Your assignment
Up to and including the line that contains "within the reservation.", write out each line of the material from its first line, exactly.

Information supplied
impl BuddyAllocator {
    pub(crate) fn new(reserve_size: usize) -> Result<Self, VmError> {
        let reserved = reserve_size & !(MAX_BLOCK_SIZE - 1);
        if reserved == 0 {
            return Err(VmError::InitializationFailed(format!(
                "buddy region too small: {reserve_size} bytes cannot hold one superblock"
            )));
        }

        let original_len = reserved.checked_add(MAX_BLOCK_SIZE).ok_or_else(|| {
            VmError::InitializationFailed("buddy region reservation size overflow".to_string())
        })?;
        // Safety: plain reservation.
        let original = unsafe { PlatformVmOps::reserve(original_len)? };
        let aligned = (original.as_ptr() as usize).next_multiple_of(MAX_BLOCK_SIZE);
        // Safety: aligned lies within the reservation.
        let base = unsafe { NonNull::new_unchecked(aligned as *mut u8) };

        Ok(Self {
            inner: Mutex::new(BuddyInner {
                free_lists: [std::ptr::null_mut(); NUM_ORDERS],
                committed: 0,
                superblock_count: 0,
                #[cfg(debug_assertions)]
                live: FixedBitSet::new(),
            }),
            base,
            reserved,
            original,
            original_len,
            committed: AtomicUsize::new(0),
            allocated: AtomicUsize::new(0),
        })
    }

    #[inline]
    pub(crate) fn contains(&self, addr: usize) -> bool {
        let base = self.base.as_ptr() as usize;
        addr >= base && addr < base + self.reserved
    }

    #[allow(dead_code)]
    pub(crate) fn bytes_allocated(&self) -> usize {
        self.allocated.load(Ordering::Relaxed)
    }

    pub(crate) fn bytes_committed(&self) -> usize {
        self.committed.load(Ordering::Relaxed)
    }

    #[allow(dead_code)]
    pub(crate) fn superblock_count(&self) -> usize {
        self.lock().superblock_count
    }

    fn lock(&self) -> crate::sync::MutexGuard<'_, BuddyInner> {
        self.inner
            .lock()
            .unwrap_or_else(std::sync::PoisonError::into_inner)
    }

    /// Smallest order whose block holds `total` bytes.
    fn size_to_order(total: usize) -> usize {
        if total <= MIN_BLOCK_SIZE {
            return MIN_ORDER;
        }
        (usize::BITS - (total - 1).leading_zeros()) as usize
    }

    /// Allocate at least `size` bytes. Fails when `size` exceeds
    /// [`MAX_BLOCK_SIZE`] or the region is exhausted.
    pub(crate) fn alloc(&self, size: usize, tag: u8) -> Result<NonNull<u8>, VmError> {
        debug_assert!(size > 0);
        if size > MAX_BLOCK_SIZE {
            return Err(too_large(size));
        }

        // A size the header cannot share a 2MB block with gets the whole
        // superblock, headerless (so such blocks carry no tag byte).
        if size + HEADER_SIZE > MAX_BLOCK_SIZE {
            return self.alloc_whole_superblock();
        }

        let order = Self::size_to_order(size + HEADER_SIZE);
        debug_assert!(order <= MAX_ORDER);

        let mut inner = self.lock();
        let block = loop {
            if let Some(block) = Self::take_block(&mut inner, order) {
                break block;
            }
            self.grow(&mut inner)?;
        };

        // Safety: block is committed, exclusively ours.
        unsafe {
            let header = block.as_ptr();
            header.write(order as u8);
            header.add(1).write(tag);
            std::ptr::write_bytes(header.add(2), 0, HEADER_SIZE - 2);
        }
        self.mark_live(&mut inner, block.as_ptr() as usize);
        drop(inner);

        self.allocated.fetch_add(1 << order, Ordering::Relaxed);
        // Safety: block + 8 is inside the block.
        Ok(unsafe { NonNull::new_unchecked(block.as_ptr().add(HEADER_SIZE)) })
    }

    fn alloc_whole_superblock(&self) -> Result<NonNull<u8>, VmError> {
        let mut inner = self.lock();
        let block = loop {
            if let Some(block) = Self::take_block(&mut inner, MAX_ORDER) {
                break block;
            }
            self.grow(&mut inner)?;
        };
        self.mark_live(&mut inner, block.as_ptr() as usize);
        drop(inner);

        self.allocated.fetch_add(MAX_BLOCK_SIZE, Ordering::Relaxed);
        Ok(block)
    }

    /// Pop a block of exactly `order`, splitting a larger one if needed.
    fn take_block(inner: &mut BuddyInner, order: usize) -> Option<NonNull<u8>> {
        for o in order..=MAX_ORDER {
            let head = inner.free_lists[o - MIN_ORDER];
            if head.is_null() {
                continue;
            }
            // Safety: list nodes are free blocks we own; lock held.
            unsafe {
                Self::remove_from_free_list(inner, head, o);

                // Split down: the upper buddy of each halving goes back on
                // the next-lower list.
                let mut o = o;
                while o > order {
                    o -= 1;
                    let upper = head.cast::<u8>().add(1 << o);
                    Self::add_to_free_list(inner, upper, o);
                }

                return Some(NonNull::new_unchecked(head.cast::<u8>()));
            }
        }
        None
    }

    /// Free a pointer previously returned by [`alloc`](Self::alloc).
    pub(crate) fn free(&self, user_ptr: NonNull<u8>) {
        let addr = user_ptr.as_ptr() as usize;
        let base = self.base.as_ptr() as usize;
        debug_assert!(self.contains(addr));

        let (internal, mut order) = if (addr - base).is_multiple_of(MAX_BLOCK_SIZE) {
            // Headerless whole-superblock block.
            (user_ptr.as_ptr(), MAX_ORDER)
        } else {
            // Safety: headered user pointers are header + 8.
            let internal = unsafe { user_ptr.as_ptr().sub(HEADER_SIZE) };
            // Safety: the header is inside the allocated block.
            let order = unsafe { *internal } as usize;
            assert!(
                (MIN_ORDER..=MAX_ORDER).contains(&order),
                "cellar corruption: buddy header at {internal:p} holds invalid order {order}"
            );
            (internal, order)
        };

        self.allocated.fetch_sub(1 << order, Ordering::Relaxed);

        let mut inner = self.lock();
        self.clear_live(&mut inner, internal as usize);

        let mut offset = internal as usize - base;
        while order < MAX_ORDER {
            let buddy_offset = offset ^ (1 << order);
            if buddy_offset >= inner.committed {
                break;
            }

            // Membership test: linear scan of this order's free list. Free
            // lists stay short relative to allocation cost.
            let buddy = (base + buddy_offset) as *mut FreeBlock;
            if !Self::free_list_contains(&inner, buddy, order) {
                break;
            }

            // Safety: buddy verified free; lock held.
            unsafe { Self::remove_from_free_list(&mut inner, buddy, order) };
            offset = offset.min(buddy_offset);
            order += 1;
        }

        // Safety: the merged block is exclusively ours; lock held.
        unsafe { Self::add_to_free_list(&mut inner, (base + offset) as *mut u8, order) };
    }

    /// Tag recorded at allocation. Headerless whole-superblock blocks have
    /// no tag byte and report 0.
    pub(crate) fn tag_of(&self, user_ptr: NonNull<u8>) -> u8 {
        let addr = user_ptr.as_ptr() as usize;
        let base = self.base.as_ptr() as usize;
        if (addr - base).is_multiple_of(MAX_BLOCK_SIZE) {
            return 0;
        }
        // Safety: headered pointer; the header is live while the block is.
        unsafe { *user_ptr.as_ptr().sub(HEADER_SIZE).add(1) }
    }

    /// Usable bytes behind a user pointer from this tier.
    pub(crate) fn usable_size(&self, user_ptr: NonNull<u8>) -> usize {
        let addr = user_ptr.as_ptr() as usize;
        let base = self.base.as_ptr() as usize;
        if (addr - base).is_multiple_of(MAX_BLOCK_SIZE) {
            return MAX_BLOCK_SIZE;
        }
        // Safety: headered pointer; the header is live while the block is.
        let order = unsafe { *user_ptr.as_ptr().sub(HEADER_SIZE) } as usize;
        debug_assert!((MIN_ORDER..=MAX_ORDER).contains(&order));
        (1 << order) - HEADER_SIZE
    }

    /// Commit one more superblock and put it on the top-order free list.
    fn grow(&self, inner: &mut BuddyInner) -> Result<(), VmError> {
        let next_end = inner.committed + MAX_BLOCK_SIZE;
        if next_end > self.reserved {
            return Err(VmError::CommitFailed(std::io::Error::new(
                std::io::ErrorKind::OutOfMemory,
                "buddy region exhausted",
            )));
        }

        let sb_start =
            // Safety: next_end <= reserved.
            unsafe { NonNull::new_unchecked(self.base.as_ptr().add(inner.committed)) };
        // Safety: committing pages inside our reservation.
        unsafe { PlatformVmOps::commit(sb_start, MAX_BLOCK_SIZE)? };

        inner.committed = next_end;
        inner.superblock_count += 1;
        self.committed.store(next_end, Ordering::Relaxed);

        #[cfg(debug_assertions)]
        inner.live.grow(inner.committed / MIN_BLOCK_SIZE);

        // Safety: fresh superblock, exclusively ours; lock held.
        unsafe { Self::add_to_free_list(inner, sb_start.as_ptr(), MAX_ORDER) };
        Ok(())
    }

    // -- Free list helpers (lock held) --------------------------------------

    /// # Safety
    /// `ptr` must be a free, committed, order-aligned block; lock held.
    unsafe fn add_to_free_list(inner: &mut BuddyInner, ptr: *mut u8, order: usize) {
        debug_assert!((ptr as usize).is_multiple_of(1 << order), "buddy block misaligned");
        let block = ptr.cast::<FreeBlock>();
        let list = &mut inner.free_lists[order - MIN_ORDER];
        // Safety: per contract.
        unsafe {
            (*block).prev = std::ptr::null_mut();
            (*block).next = *list;
            if !(*list).is_null() {
                (**list).prev = block;
            }
        }
        *list = block;
    }

    /// # Safety
    /// `block` must be on the `order` free list; lock held.
    unsafe fn remove_from_free_list(inner: &mut BuddyInner, block: *mut FreeBlock, order: usize) {
        // Safety: per contract.
        unsafe {
            if (*block).prev.is_null() {
                inner.free_lists[order - MIN_ORDER] = (*block).next;
            } else {
                (*(*block).prev).next = (*block).next;
            }
            if !(*block).next.is_null() {
                (*(*block).next).prev = (*block).prev;
            }
        }
    }

    fn free_list_contains(inner: &BuddyInner, block: *mut FreeBlock, order: usize) -> bool {
        let mut cur = inner.free_lists[order - MIN_ORDER];
        while !cur.is_null() {
            if cur == block {
                return true;
            }
            // Safety: list nodes are free blocks we own; lock held.
            cur = unsafe { (*cur).next };
        }
        false
    }

    // -- Debug live map ------------------------------------------------------

    #[allow(unused_variables)]
    fn mark_live(&self, inner: &mut BuddyInner, internal_addr: usize) {
        #[cfg(debug_assertions)]
        {
            let chunk = (internal_addr - self.base.as_ptr() as usize) / MIN_BLOCK_SIZE;
            debug_assert!(
                !inner.live.contains(chunk),
                "buddy block at {internal_addr:#x} handed out twice"
            );
            inner.live.insert(chunk);
        }
    }

    #[allow(unused_variables)]
    fn clear_live(&self, inner: &mut BuddyInner, internal_addr: usize) {
        #[cfg(debug_assertions)]
        {
            let chunk = (internal_addr - self.base.as_ptr() as usize) / MIN_BLOCK_SIZE;
            assert!(
                inner.live.contains(chunk),
                "cellar corruption: double free or foreign pointer in buddy tier ({internal_addr:#x})"
            );
            inner.live.set(chunk, false);
        }
    }
}

fn too_large(size: usize) -> VmError {
    VmError::CommitFailed(std::io::Error::new(
        std::io::ErrorKind::InvalidInput,
        format!("size {size} exceeds the buddy tier maximum"),
    ))
}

Answer to the problem
impl BuddyAllocator {
    pub(crate) fn new(reserve_size: usize) -> Result<Self, VmError> {
        let reserved = reserve_size & !(MAX_BLOCK_SIZE - 1);
        if reserved == 0 {
            return Err(VmError::InitializationFailed(format!(
                "buddy region too small: {reserve_size} bytes cannot hold one superblock"
            )));
        }

        let original_len = reserved.checked_add(MAX_BLOCK_SIZE).ok_or_else(|| {
            VmError::InitializationFailed("buddy region reservation size overflow".to_string())
        })?;
        // Safety: plain reservation.
        let original = unsafe { PlatformVmOps::reserve(original_len)? };
        let aligned = (original.as_ptr() as usize).next_multiple_of(MAX_BLOCK_SIZE);
        // Safety: aligned lies within the reservation.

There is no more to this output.